(Stored items)
- - - - -
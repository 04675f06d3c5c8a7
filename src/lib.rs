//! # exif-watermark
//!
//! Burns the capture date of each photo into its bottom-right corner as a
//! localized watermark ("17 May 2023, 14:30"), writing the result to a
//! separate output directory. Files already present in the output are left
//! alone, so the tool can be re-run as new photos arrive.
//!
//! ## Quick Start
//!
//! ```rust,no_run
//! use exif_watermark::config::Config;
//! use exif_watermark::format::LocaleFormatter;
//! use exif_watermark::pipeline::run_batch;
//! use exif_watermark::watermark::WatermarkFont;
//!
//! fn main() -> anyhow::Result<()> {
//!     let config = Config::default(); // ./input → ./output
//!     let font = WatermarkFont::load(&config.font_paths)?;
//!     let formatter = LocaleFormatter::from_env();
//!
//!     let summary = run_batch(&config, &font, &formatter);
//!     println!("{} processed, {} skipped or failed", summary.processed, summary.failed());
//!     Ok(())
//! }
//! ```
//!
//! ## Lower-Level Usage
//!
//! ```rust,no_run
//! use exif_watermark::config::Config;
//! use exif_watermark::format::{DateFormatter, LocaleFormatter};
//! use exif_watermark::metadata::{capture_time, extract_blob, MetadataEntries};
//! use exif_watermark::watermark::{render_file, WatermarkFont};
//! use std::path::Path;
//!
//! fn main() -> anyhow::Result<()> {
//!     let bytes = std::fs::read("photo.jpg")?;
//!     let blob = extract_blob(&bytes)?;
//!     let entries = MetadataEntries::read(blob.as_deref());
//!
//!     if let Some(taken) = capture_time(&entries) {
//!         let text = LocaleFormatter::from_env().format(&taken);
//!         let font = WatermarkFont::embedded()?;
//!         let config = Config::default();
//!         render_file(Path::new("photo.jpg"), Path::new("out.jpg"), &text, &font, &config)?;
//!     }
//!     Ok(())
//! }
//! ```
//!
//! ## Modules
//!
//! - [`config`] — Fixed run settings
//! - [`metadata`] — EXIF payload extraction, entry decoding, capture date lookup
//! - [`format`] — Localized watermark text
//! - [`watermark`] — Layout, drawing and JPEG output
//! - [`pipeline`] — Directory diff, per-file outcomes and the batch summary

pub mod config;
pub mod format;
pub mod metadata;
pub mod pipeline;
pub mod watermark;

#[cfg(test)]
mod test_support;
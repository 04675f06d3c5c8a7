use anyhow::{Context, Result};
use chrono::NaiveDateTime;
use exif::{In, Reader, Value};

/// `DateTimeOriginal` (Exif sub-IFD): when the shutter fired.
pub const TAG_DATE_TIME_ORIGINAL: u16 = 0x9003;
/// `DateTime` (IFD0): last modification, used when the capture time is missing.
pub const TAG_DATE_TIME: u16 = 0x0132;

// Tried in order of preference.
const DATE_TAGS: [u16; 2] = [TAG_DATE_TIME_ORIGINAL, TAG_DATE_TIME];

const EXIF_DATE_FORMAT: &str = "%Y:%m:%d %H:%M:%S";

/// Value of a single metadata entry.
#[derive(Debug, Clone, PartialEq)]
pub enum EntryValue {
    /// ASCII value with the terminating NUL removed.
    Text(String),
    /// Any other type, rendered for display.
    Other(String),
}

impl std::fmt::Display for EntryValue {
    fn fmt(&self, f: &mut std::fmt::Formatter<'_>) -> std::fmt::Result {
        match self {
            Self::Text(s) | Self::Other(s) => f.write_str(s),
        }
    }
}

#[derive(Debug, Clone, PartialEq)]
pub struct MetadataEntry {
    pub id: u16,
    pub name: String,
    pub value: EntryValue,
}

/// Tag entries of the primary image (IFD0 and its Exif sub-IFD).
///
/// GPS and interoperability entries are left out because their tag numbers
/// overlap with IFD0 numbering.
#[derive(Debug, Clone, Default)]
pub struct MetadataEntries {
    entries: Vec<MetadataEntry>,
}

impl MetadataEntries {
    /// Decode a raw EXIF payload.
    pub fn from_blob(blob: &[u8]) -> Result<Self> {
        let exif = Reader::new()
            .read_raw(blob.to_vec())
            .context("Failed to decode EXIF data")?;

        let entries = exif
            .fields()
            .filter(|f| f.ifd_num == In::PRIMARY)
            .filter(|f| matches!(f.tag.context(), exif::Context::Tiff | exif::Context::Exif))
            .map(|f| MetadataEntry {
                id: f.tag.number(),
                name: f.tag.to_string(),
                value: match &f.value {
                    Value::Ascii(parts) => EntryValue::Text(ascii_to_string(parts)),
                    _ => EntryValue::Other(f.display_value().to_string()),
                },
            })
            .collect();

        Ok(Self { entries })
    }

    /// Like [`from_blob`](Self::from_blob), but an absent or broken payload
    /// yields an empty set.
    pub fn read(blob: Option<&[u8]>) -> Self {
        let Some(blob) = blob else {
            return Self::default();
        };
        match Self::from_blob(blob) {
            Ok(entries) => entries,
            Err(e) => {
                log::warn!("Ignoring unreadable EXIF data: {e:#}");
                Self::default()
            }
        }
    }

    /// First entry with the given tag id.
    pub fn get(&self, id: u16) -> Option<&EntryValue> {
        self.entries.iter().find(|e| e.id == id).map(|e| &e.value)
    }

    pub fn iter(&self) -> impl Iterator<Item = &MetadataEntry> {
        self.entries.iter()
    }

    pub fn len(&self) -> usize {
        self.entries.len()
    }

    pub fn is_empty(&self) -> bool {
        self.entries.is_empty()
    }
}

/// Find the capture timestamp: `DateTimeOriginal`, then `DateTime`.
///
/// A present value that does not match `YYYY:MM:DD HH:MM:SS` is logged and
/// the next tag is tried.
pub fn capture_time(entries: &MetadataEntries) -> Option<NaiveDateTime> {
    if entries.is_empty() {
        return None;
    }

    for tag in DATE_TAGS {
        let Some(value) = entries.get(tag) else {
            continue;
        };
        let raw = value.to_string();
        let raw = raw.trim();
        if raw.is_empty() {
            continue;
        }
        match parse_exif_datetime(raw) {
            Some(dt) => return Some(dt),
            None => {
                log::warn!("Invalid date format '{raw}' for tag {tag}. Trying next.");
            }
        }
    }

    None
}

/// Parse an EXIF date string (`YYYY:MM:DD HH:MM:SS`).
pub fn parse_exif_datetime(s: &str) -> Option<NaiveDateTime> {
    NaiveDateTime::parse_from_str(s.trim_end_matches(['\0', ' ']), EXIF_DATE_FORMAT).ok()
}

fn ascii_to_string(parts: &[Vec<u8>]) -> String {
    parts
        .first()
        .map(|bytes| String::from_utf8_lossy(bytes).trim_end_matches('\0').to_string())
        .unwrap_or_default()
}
- - - - -
▶ _TASK DESCRIPTION_: With "YYYY" as the string to match, show every line of the entries above that has it.

▶ _RESULT OF THE EXERCISE_:
/// A present value that does not match `YYYY:MM:DD HH:MM:SS` is logged and
/// Parse an EXIF date string (`YYYY:MM:DD HH:MM:SS`).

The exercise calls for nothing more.